How To Beat Procrastination

Last week we looked at the first two steps to leading a successful Essentialist life: identifying the important, and getting rid of everything else.
Since you’ve all had a week (or seven days) to work on that, no doubt your lives are now swept clean of all extraneous matter, dust-catchers and time-wasters. No? Well, neither is mine, but every little bit helps, and we’ll get there.

MARK TWAIN(1883) p453 - THE BROOM BRIGADE

Step three is to remove obstacles; in other words, to make it as easy as possible to do the important things, and not do the unimportant things.

But the procrastination, I hear you say. How do we defeat the procrastination? This has been an ongoing battle in my life, and an ongoing preoccupation of the blog since – well, since the second post I ever wrote.

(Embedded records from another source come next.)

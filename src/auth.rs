use actix_web::{dev::Payload, http::header::AUTHORIZATION, web, FromRequest, HttpRequest};
use base64::{engine::general_purpose::STANDARD, Engine as _};
use bcrypt::{hash, verify};
use chrono::{DateTime, Duration, Utc};
use futures_util::future::LocalBoxFuture;
use jsonwebtoken::{decode, encode, Algorithm, DecodingKey, EncodingKey, Header, Validation};
use log::error;
use rand::RngCore;
use sea_orm::{ActiveModelTrait, ColumnTrait, ConnectionTrait, DatabaseConnection, DbErr, EntityTrait, QueryFilter, Set};
use serde::{Deserialize, Serialize};

use crate::config::AppConfig;
use crate::entity::user;
use crate::error::AppError;

/// A token is reused while it has more than this many seconds left.
const TOKEN_REUSE_MARGIN_SECS: i64 = 60;
const TOKEN_BYTES: usize = 24;
pub const RESET_TOKEN_EXPIRES_IN: i64 = 600;
const BCRYPT_COST: u32 = 10;

/// The user behind a valid, unexpired bearer token.
#[derive(Clone, Debug)]
pub struct AuthUser {
    pub user_id: i32,
    pub user: user::Model,
}

/// The user behind valid HTTP Basic credentials.
#[derive(Clone, Debug)]
pub struct BasicAuthUser(pub user::Model);

impl FromRequest for AuthUser {
    type Error = actix_web::Error;
    type Future = LocalBoxFuture<'static, Result<Self, Self::Error>>;

    fn from_request(req: &HttpRequest, _payload: &mut Payload) -> Self::Future {
        let db = match req.app_data::<web::Data<DatabaseConnection>>() {
            Some(db) => db.clone(),
            None => {
                return Box::pin(async { Err(AppError::system_exception().into()) });
            }
        };
        let config = match req.app_data::<web::Data<AppConfig>>() {
            Some(cfg) => cfg.clone(),
            None => {
                return Box::pin(async { Err(AppError::system_exception().into()) });
            }
        };
        let token = extract_bearer_token(req, &config);

        Box::pin(async move {
            let token = token.ok_or_else(AppError::need_login)?;
            let user = check_token(db.get_ref(), &token)
                .await
                .map_err(|e| AppError::internal("check_token", e))?
                .ok_or_else(AppError::need_login)?;
            Ok(AuthUser { user_id: user.id, user })
        })
    }
}

impl FromRequest for BasicAuthUser {
    type Error = actix_web::Error;
    type Future = LocalBoxFuture<'static, Result<Self, Self::Error>>;

    fn from_request(req: &HttpRequest, _payload: &mut Payload) -> Self::Future {
        let db = match req.app_data::<web::Data<DatabaseConnection>>() {
            Some(db) => db.clone(),
            None => {
                return Box::pin(async { Err(AppError::system_exception().into()) });
            }
        };
        let credentials = extract_basic_credentials(req);

        Box::pin(async move {
            let (username, password) = credentials.ok_or_else(AppError::need_login)?;
            let user = user::Entity::find()
                .filter(user::Column::Username.eq(username))
                .one(db.get_ref())
                .await
                .map_err(|e| AppError::internal("basic auth lookup", e))?
                .ok_or_else(AppError::need_login)?;
            if !check_password(&user, &password) {
                return Err(AppError::need_login().into());
            }
            Ok(BasicAuthUser(user))
        })
    }
}

fn extract_bearer_token(req: &HttpRequest, config: &AppConfig) -> Option<String> {
    let header = config.token_header.as_str();
    let raw = req.headers().get(header)?.to_str().ok()?.trim();
    let token = match raw.split_once(' ') {
        Some((scheme, rest)) if scheme.eq_ignore_ascii_case("bearer") => rest.trim(),
        // a dedicated token header may carry the bare value
        None if !header.eq_ignore_ascii_case(AUTHORIZATION.as_str()) => raw,
        _ => return None,
    };
    Some(token.to_string()).filter(|v| !v.is_empty())
}

fn extract_basic_credentials(req: &HttpRequest) -> Option<(String, String)> {
    let raw = req.headers().get(AUTHORIZATION)?.to_str().ok()?.trim();
    let (scheme, encoded) = raw.split_once(' ')?;
    if !scheme.eq_ignore_ascii_case("basic") {
        return None;
    }
    let decoded = STANDARD.decode(encoded.trim()).ok()?;
    let decoded = String::from_utf8(decoded).ok()?;
    let (username, password) = decoded.split_once(':')?;
    Some((username.to_string(), password.to_string()))
}

pub fn hash_password(password: &str) -> Result<String, AppError> {
    hash(password, BCRYPT_COST).map_err(|e| AppError::internal("hash_password", e))
}

pub fn check_password(user: &user::Model, password: &str) -> bool {
    match &user.password_hash {
        Some(hashed) => verify(password, hashed).unwrap_or_else(|e| {
            error!("password verify failed for user {}: {}", user.id, e);
            false
        }),
        None => false,
    }
}

pub fn generate_token() -> String {
    let mut bytes = [0u8; TOKEN_BYTES];
    rand::thread_rng().fill_bytes(&mut bytes);
    STANDARD.encode(bytes)
}

/// Returns the user's current token, or rotates it when it is missing or
/// close to expiring.
pub async fn get_token<C: ConnectionTrait>(db: &C, user: &user::Model, expires_in: i64) -> Result<String, DbErr> {
    issue_token_at(db, user, expires_in, Utc::now()).await
}

async fn issue_token_at<C: ConnectionTrait>(
    db: &C,
    user: &user::Model,
    expires_in: i64,
    now: DateTime<Utc>,
) -> Result<String, DbErr> {
    if let (Some(token), Some(expiration)) = (&user.token, user.token_expiration) {
        if expiration > now + Duration::seconds(TOKEN_REUSE_MARGIN_SECS) {
            return Ok(token.clone());
        }
    }
    let token = generate_token();
    let active = user::ActiveModel {
        id: Set(user.id),
        token: Set(Some(token.clone())),
        token_expiration: Set(Some(now + Duration::seconds(expires_in))),
        last_seen: Set(Some(now)),
        ..Default::default()
    };
    active.update(db).await?;
    Ok(token)
}

/// Expires the token one second in the past; the value itself is kept.
pub async fn revoke_token<C: ConnectionTrait>(db: &C, user_id: i32) -> Result<(), DbErr> {
    let active = user::ActiveModel {
        id: Set(user_id),
        token_expiration: Set(Some(Utc::now() - Duration::seconds(1))),
        ..Default::default()
    };
    active.update(db).await?;
    Ok(())
}

pub async fn check_token<C: ConnectionTrait>(db: &C, token: &str) -> Result<Option<user::Model>, DbErr> {
    let user = user::Entity::find()
        .filter(user::Column::Token.eq(token))
        .one(db)
        .await?;
    let now = Utc::now();
    Ok(user.filter(|u| u.token_expiration.is_some_and(|exp| exp >= now)))
}

#[derive(Serialize, Deserialize)]
struct ResetClaims {
    reset_password: i32,
    exp: usize,
}

pub fn get_reset_password_token(config: &AppConfig, user_id: i32, expires_in: i64) -> Result<String, AppError> {
    let exp = (Utc::now() + Duration::seconds(expires_in)).timestamp() as usize;
    let claims = ResetClaims {
        reset_password: user_id,
        exp,
    };
    encode(
        &Header::new(Algorithm::HS256),
        &claims,
        &EncodingKey::from_secret(config.secret_key.as_bytes()),
    )
    .map_err(|e| AppError::internal("reset token encode", e))
}

/// Any decoding failure, expiry included, yields `None`.
pub async fn verify_reset_password_token<C: ConnectionTrait>(
    db: &C,
    config: &AppConfig,
    token: &str,
) -> Result<Option<user::Model>, DbErr> {
    let key = DecodingKey::from_secret(config.secret_key.as_bytes());
    let validation = Validation::new(Algorithm::HS256);
    let claims = match decode::<ResetClaims>(token, &key, &validation) {
        Ok(data) => data.claims,
        Err(_) => return Ok(None),
    };
    user::Entity::find_by_id(claims.reset_password).one(db).await
}
use actix_web::{web, HttpResponse};
use chrono::{SecondsFormat, Utc};
use md5::{Digest, Md5};
use sea_orm::{ActiveModelTrait, ColumnTrait, ConnectionTrait, DatabaseConnection, EntityTrait, QueryFilter, QueryOrder, Set};
use serde::{Deserialize, Serialize};

use crate::auth::{hash_password, AuthUser};
use crate::config::AppConfig;
use crate::entity::user;
use crate::error::AppError;
use crate::pagination::{to_collection_dict, Collection, PageQuery};
use crate::permission::role_for_new_user;
use crate::routes::posts::to_post_dto;
use crate::routes::{created, db_error};
use crate::social;

const ABOUT_ME_MAX_CHARS: usize = 140;
const AVATAR_SIZE: u32 = 128;

pub fn config(cfg: &mut web::ServiceConfig) {
    cfg.service(
        web::resource("")
            .route(web::get().to(list))
            .route(web::post().to(create)),
    )
    .service(
        web::resource("/{id:\\d+}")
            .route(web::get().to(get))
            .route(web::put().to(update)),
    )
    .service(web::resource("/{id:\\d+}/followers").route(web::get().to(followers)))
    .service(web::resource("/{id:\\d+}/followed").route(web::get().to(followed)))
    .service(
        web::resource("/{id:\\d+}/follow")
            .route(web::post().to(follow))
            .route(web::delete().to(unfollow)),
    )
    .service(web::resource("/{id:\\d+}/posts").route(web::get().to(posts)));
}

#[derive(Deserialize)]
struct UserRequest {
    username: Option<String>,
    email: Option<String>,
    password: Option<String>,
    about_me: Option<String>,
}

#[derive(Serialize)]
struct UserLinks {
    #[serde(rename = "self")]
    self_link: String,
    followers: String,
    followed: String,
    avatar: String,
}

#[derive(Serialize)]
pub struct UserDto {
    id: i32,
    username: String,
    last_seen: Option<String>,
    about_me: Option<String>,
    post_count: u64,
    follower_count: u64,
    followed_count: u64,
    #[serde(skip_serializing_if = "Option::is_none")]
    email: Option<String>,
    #[serde(rename = "_links")]
    links: UserLinks,
}

pub fn avatar(email: &str, size: u32) -> String {
    let digest = format!("{:x}", Md5::digest(email.to_lowercase().as_bytes()));
    format!("https://www.gravatar.com/avatar/{}?d=identicon&s={}", digest, size)
}

/// Serializes a user as seen by `viewer_id`; the email is only shown to its owner.
pub(crate) async fn to_user_dto<C: ConnectionTrait>(
    db: &C,
    model: user::Model,
    viewer_id: i32,
) -> Result<UserDto, AppError> {
    let counts = social::user_counts(db, model.id)
        .await
        .map_err(db_error("user counts"))?;
    let links = UserLinks {
        self_link: format!("/api/users/{}", model.id),
        followers: format!("/api/users/{}/followers", model.id),
        followed: format!("/api/users/{}/followed", model.id),
        avatar: avatar(&model.email, AVATAR_SIZE),
    };
    Ok(UserDto {
        id: model.id,
        last_seen: model
            .last_seen
            .map(|t| t.to_rfc3339_opts(SecondsFormat::Micros, true)),
        about_me: model.about_me,
        post_count: counts.posts,
        follower_count: counts.followers,
        followed_count: counts.followed,
        email: (model.id == viewer_id).then_some(model.email),
        username: model.username,
        links,
    })
}

pub(crate) async fn user_page<C: ConnectionTrait>(
    db: &C,
    page: Collection<user::Model>,
    viewer_id: i32,
) -> Result<Collection<UserDto>, AppError> {
    let mut items = Vec::with_capacity(page.items.len());
    for model in page.items.iter().cloned() {
        items.push(to_user_dto(db, model, viewer_id).await?);
    }
    Ok(page.with_items(items))
}

async fn get(
    db: web::Data<DatabaseConnection>,
    auth: AuthUser,
    path: web::Path<i32>,
) -> Result<HttpResponse, AppError> {
    let model = find(db.get_ref(), *path).await?;
    Ok(HttpResponse::Ok().json(to_user_dto(db.get_ref(), model, auth.user_id).await?))
}

async fn list(
    db: web::Data<DatabaseConnection>,
    auth: AuthUser,
    query: web::Query<PageQuery>,
) -> Result<HttpResponse, AppError> {
    let select = user::Entity::find().order_by_asc(user::Column::Id);
    let page = to_collection_dict(db.get_ref(), select, query.page(), query.per_page(), "/api/users", &[])
        .await
        .map_err(db_error("list users"))?;
    Ok(HttpResponse::Ok().json(user_page(db.get_ref(), page, auth.user_id).await?))
}

async fn create(
    db: web::Data<DatabaseConnection>,
    config: web::Data<AppConfig>,
    payload: web::Json<UserRequest>,
) -> Result<HttpResponse, AppError> {
    let data = payload.into_inner();
    let (Some(username), Some(email), Some(password)) = (data.username, data.email, data.password) else {
        return Err(AppError::bad_request("must include username, email and password fields"));
    };
    if taken(db.get_ref(), user::Column::Username, &username).await? {
        return Err(AppError::bad_request("please use a different username"));
    }
    if taken(db.get_ref(), user::Column::Email, &email).await? {
        return Err(AppError::bad_request("please use a different email address"));
    }
    check_about_me(data.about_me.as_deref())?;

    let role = role_for_new_user(db.get_ref(), &email, config.admin_email.as_deref())
        .await
        .map_err(db_error("role for new user"))?;
    let model = user::ActiveModel {
        username: Set(username),
        email: Set(email),
        password_hash: Set(Some(hash_password(&password)?)),
        about_me: Set(data.about_me),
        role_id: Set(role.map(|r| r.id)),
        last_seen: Set(Some(Utc::now())),
        ..Default::default()
    }
    .insert(db.get_ref())
    .await
    .map_err(db_error("insert user"))?;

    let id = model.id;
    let dto = to_user_dto(db.get_ref(), model, id).await?;
    Ok(created(format!("/api/users/{}", id), &dto))
}

async fn update(
    db: web::Data<DatabaseConnection>,
    auth: AuthUser,
    path: web::Path<i32>,
    payload: web::Json<UserRequest>,
) -> Result<HttpResponse, AppError> {
    let id = path.into_inner();
    if auth.user_id != id {
        return Err(AppError::forbidden());
    }
    let current = auth.user;
    let data = payload.into_inner();
    if let Some(username) = &data.username {
        if *username != current.username && taken(db.get_ref(), user::Column::Username, username).await? {
            return Err(AppError::bad_request("please use a different username"));
        }
    }
    if let Some(email) = &data.email {
        if *email != current.email && taken(db.get_ref(), user::Column::Email, email).await? {
            return Err(AppError::bad_request("please use a different email address"));
        }
    }
    check_about_me(data.about_me.as_deref())?;

    let mut active: user::ActiveModel = current.into();
    if let Some(v) = data.username {
        active.username = Set(v);
    }
    if let Some(v) = data.email {
        active.email = Set(v);
    }
    if let Some(v) = data.about_me {
        active.about_me = Set(Some(v));
    }
    let model = active.update(db.get_ref()).await.map_err(db_error("update user"))?;
    Ok(HttpResponse::Ok().json(to_user_dto(db.get_ref(), model, id).await?))
}

async fn followers(
    db: web::Data<DatabaseConnection>,
    auth: AuthUser,
    path: web::Path<i32>,
    query: web::Query<PageQuery>,
) -> Result<HttpResponse, AppError> {
    let model = find(db.get_ref(), *path).await?;
    let endpoint = format!("/api/users/{}/followers", model.id);
    let page = to_collection_dict(
        db.get_ref(),
        social::followers_of(model.id),
        query.page(),
        query.per_page(),
        &endpoint,
        &[],
    )
    .await
    .map_err(db_error("list followers"))?;
    Ok(HttpResponse::Ok().json(user_page(db.get_ref(), page, auth.user_id).await?))
}

async fn followed(
    db: web::Data<DatabaseConnection>,
    auth: AuthUser,
    path: web::Path<i32>,
    query: web::Query<PageQuery>,
) -> Result<HttpResponse, AppError> {
    let model = find(db.get_ref(), *path).await?;
    let endpoint = format!("/api/users/{}/followed", model.id);
    let page = to_collection_dict(
        db.get_ref(),
        social::followed_by(model.id),
        query.page(),
        query.per_page(),
        &endpoint,
        &[],
    )
    .await
    .map_err(db_error("list followed"))?;
    Ok(HttpResponse::Ok().json(user_page(db.get_ref(), page, auth.user_id).await?))
}

async fn follow(
    db: web::Data<DatabaseConnection>,
    auth: AuthUser,
    path: web::Path<i32>,
) -> Result<HttpResponse, AppError> {
    let target = find(db.get_ref(), *path).await?;
    if target.id == auth.user_id {
        return Err(AppError::bad_request("you cannot follow yourself"));
    }
    social::follow(db.get_ref(), auth.user_id, target.id)
        .await
        .map_err(db_error("follow"))?;
    Ok(HttpResponse::NoContent().finish())
}

async fn unfollow(
    db: web::Data<DatabaseConnection>,
    auth: AuthUser,
    path: web::Path<i32>,
) -> Result<HttpResponse, AppError> {
    let target = find(db.get_ref(), *path).await?;
    if target.id == auth.user_id {
        return Err(AppError::bad_request("you cannot unfollow yourself"));
    }
    social::unfollow(db.get_ref(), auth.user_id, target.id)
        .await
        .map_err(db_error("unfollow"))?;
    Ok(HttpResponse::NoContent().finish())
}

async fn posts(
    db: web::Data<DatabaseConnection>,
    _auth: AuthUser,
    path: web::Path<i32>,
    query: web::Query<PageQuery>,
) -> Result<HttpResponse, AppError> {
    let model = find(db.get_ref(), *path).await?;
    let endpoint = format!("/api/users/{}/posts", model.id);
    let page = to_collection_dict(
        db.get_ref(),
        social::posts_of(model.id),
        query.page(),
        query.per_page(),
        &endpoint,
        &[],
    )
    .await
    .map_err(db_error("list posts of user"))?;
    Ok(HttpResponse::Ok().json(page.map(to_post_dto)))
}

async fn find<C: ConnectionTrait>(db: &C, id: i32) -> Result<user::Model, AppError> {
    user::Entity::find_by_id(id)
        .one(db)
        .await
        .map_err(db_error("find user"))?
        .ok_or_else(AppError::not_found)
}

async fn taken<C: ConnectionTrait>(db: &C, column: user::Column, value: &str) -> Result<bool, AppError> {
    let found = user::Entity::find()
        .filter(column.eq(value))
        .one(db)
        .await
        .map_err(db_error("user uniqueness"))?;
    Ok(found.is_some())
}

fn check_about_me(about_me: Option<&str>) -> Result<(), AppError> {
    match about_me {
        Some(text) if text.chars().count() > ABOUT_ME_MAX_CHARS => {
            Err(AppError::bad_request("about_me must be at most 140 characters"))
        }
        _ => Ok(()),
    }
}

It was sometime while reading Essentialism, or a book quoted therein, The Power of Habit by Charles Duhigg – sorry I can’t be more precise, but I’ve been sick the last couple of weeks and it’s all turned into a sort of formless soup of days – that I had the epiphany.

Eureka arkimedi

The solution to procrastination is habit.

What is procrastination but the deferral of what we know we need to be doing? What is habit, but the doing of things without thinking about it?

Of course, not all habits are good habits. When we think of having a habit, we tend to think of drink or drugs or smoking, or something similarly unhelpful or destructive. Think again.

Do you have to consciously make the decision to brush your teeth twice a day, or do you find yourself wandering into the bathroom and loading up the toothbrush automatically (whether it’s time to brush your teeth or not)? Do you need to think about where the light-switch is, every time you walk into a dark room, or do you just turn it on? Do you get dressed in the morning, or do you head off to work in your pajamas?

Pijama on a motorbike

Habits can be good or bad. The trick is to make a habit (or rather a whole slew of habits) of doing the needful thing, so you don’t have to spend all your time and energy strong-arming yourself into doing it, or feeling bad for not doing it. You just do it. Easier said than done, I know, but there are things that can help.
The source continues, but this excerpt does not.